[Stored data entries]
━━━━━━━━━━

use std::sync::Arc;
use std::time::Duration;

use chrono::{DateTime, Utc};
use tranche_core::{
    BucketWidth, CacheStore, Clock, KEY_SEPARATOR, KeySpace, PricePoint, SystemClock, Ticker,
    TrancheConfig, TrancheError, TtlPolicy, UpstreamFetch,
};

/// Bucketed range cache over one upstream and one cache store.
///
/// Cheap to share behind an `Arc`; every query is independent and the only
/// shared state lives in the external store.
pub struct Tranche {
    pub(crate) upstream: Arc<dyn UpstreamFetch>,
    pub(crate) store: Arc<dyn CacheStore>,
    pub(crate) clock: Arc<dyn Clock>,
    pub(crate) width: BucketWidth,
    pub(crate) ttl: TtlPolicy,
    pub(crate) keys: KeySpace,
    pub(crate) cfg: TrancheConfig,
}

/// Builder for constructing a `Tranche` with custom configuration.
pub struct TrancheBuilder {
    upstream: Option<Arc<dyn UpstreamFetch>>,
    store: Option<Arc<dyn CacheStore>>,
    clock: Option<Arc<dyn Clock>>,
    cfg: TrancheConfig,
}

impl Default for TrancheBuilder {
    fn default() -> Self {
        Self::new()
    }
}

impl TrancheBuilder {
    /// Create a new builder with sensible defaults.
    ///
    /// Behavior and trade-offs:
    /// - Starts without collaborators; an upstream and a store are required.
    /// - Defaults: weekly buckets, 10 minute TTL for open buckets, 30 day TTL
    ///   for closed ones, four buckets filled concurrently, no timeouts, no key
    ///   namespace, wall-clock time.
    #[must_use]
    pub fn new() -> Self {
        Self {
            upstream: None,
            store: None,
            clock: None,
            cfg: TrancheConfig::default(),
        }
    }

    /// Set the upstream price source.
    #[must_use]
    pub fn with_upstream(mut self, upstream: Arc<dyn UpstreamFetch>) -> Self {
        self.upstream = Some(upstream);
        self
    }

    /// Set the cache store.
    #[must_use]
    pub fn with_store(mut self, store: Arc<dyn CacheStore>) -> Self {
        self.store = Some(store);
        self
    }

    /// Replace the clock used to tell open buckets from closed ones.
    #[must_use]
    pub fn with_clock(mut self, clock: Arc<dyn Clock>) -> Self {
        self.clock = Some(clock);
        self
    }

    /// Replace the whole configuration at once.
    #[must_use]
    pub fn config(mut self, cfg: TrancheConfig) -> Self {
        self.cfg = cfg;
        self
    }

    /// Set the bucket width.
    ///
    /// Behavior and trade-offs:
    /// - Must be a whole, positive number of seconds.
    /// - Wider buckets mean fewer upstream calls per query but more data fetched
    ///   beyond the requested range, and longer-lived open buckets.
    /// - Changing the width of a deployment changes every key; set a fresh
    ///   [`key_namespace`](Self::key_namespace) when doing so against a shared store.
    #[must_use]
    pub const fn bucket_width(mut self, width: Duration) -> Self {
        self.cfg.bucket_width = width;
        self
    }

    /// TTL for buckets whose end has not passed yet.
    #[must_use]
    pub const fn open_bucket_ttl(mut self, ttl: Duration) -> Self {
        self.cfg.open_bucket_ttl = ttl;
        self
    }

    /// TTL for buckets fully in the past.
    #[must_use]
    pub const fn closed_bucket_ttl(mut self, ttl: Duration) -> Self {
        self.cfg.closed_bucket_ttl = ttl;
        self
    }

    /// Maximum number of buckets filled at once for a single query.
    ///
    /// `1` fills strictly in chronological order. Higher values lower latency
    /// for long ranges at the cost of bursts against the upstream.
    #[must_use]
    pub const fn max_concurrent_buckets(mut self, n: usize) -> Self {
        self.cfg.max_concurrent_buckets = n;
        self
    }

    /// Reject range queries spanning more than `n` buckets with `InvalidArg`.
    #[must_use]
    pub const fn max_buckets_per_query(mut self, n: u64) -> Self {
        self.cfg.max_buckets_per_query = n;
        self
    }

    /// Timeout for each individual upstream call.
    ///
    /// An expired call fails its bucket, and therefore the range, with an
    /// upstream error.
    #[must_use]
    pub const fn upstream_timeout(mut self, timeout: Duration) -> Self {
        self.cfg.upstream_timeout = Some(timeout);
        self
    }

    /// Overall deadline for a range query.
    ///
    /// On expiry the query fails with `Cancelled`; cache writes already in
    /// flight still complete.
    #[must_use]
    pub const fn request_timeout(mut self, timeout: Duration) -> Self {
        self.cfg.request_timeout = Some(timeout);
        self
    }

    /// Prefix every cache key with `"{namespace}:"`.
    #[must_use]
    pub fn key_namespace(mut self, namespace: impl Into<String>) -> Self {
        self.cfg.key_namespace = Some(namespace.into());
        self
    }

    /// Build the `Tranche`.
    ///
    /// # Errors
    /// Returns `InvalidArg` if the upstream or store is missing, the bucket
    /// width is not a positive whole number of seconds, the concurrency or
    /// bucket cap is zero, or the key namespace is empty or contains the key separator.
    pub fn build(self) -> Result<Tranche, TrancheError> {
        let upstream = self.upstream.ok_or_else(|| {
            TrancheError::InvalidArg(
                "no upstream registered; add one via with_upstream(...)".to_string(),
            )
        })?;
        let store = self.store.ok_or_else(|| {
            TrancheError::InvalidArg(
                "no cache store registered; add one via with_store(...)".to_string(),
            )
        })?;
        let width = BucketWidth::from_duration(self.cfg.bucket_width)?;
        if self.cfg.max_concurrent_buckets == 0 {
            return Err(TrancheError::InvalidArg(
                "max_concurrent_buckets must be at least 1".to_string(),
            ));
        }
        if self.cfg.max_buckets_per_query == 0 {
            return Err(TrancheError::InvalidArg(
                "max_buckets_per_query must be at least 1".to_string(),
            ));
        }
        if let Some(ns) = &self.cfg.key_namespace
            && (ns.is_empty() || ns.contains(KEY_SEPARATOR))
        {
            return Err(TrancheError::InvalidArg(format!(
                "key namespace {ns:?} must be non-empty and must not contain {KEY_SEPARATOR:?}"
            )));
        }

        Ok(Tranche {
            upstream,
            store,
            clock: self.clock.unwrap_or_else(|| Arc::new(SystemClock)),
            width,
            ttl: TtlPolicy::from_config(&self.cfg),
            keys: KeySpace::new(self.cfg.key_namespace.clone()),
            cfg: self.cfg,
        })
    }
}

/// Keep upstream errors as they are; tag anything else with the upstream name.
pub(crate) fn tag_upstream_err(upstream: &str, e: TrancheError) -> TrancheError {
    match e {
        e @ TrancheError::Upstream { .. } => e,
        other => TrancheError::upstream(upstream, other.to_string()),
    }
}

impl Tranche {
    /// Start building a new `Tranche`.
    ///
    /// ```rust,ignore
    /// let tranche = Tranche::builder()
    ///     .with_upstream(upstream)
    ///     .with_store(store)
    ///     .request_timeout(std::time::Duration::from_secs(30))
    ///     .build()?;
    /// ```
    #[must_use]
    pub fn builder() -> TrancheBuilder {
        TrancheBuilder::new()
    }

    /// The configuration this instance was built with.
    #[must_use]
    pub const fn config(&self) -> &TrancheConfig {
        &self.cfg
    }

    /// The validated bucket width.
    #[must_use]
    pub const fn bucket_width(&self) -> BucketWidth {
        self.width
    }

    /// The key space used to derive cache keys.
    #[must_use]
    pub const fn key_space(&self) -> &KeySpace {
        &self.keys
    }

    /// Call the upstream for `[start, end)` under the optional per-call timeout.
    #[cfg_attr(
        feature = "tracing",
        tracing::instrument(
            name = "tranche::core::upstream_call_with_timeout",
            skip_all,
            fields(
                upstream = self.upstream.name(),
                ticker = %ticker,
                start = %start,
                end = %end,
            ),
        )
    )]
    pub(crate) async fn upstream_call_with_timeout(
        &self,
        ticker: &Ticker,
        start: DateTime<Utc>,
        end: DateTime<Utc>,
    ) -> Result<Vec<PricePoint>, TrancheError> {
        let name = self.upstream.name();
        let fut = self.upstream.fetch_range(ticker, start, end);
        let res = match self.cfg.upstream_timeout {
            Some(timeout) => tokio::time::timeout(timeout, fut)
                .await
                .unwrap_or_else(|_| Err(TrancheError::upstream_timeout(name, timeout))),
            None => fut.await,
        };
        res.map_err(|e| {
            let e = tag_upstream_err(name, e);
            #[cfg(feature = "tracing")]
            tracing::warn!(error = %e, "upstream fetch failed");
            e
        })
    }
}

━━━━━━━━━━

> Task instructions:
Once you find the string "shared" in a line of the records, copy that line.

> Exercise answer:
/// shared state lives in the external store.
    ///   [`key_namespace`](Self::key_namespace) when doing so against a shared store.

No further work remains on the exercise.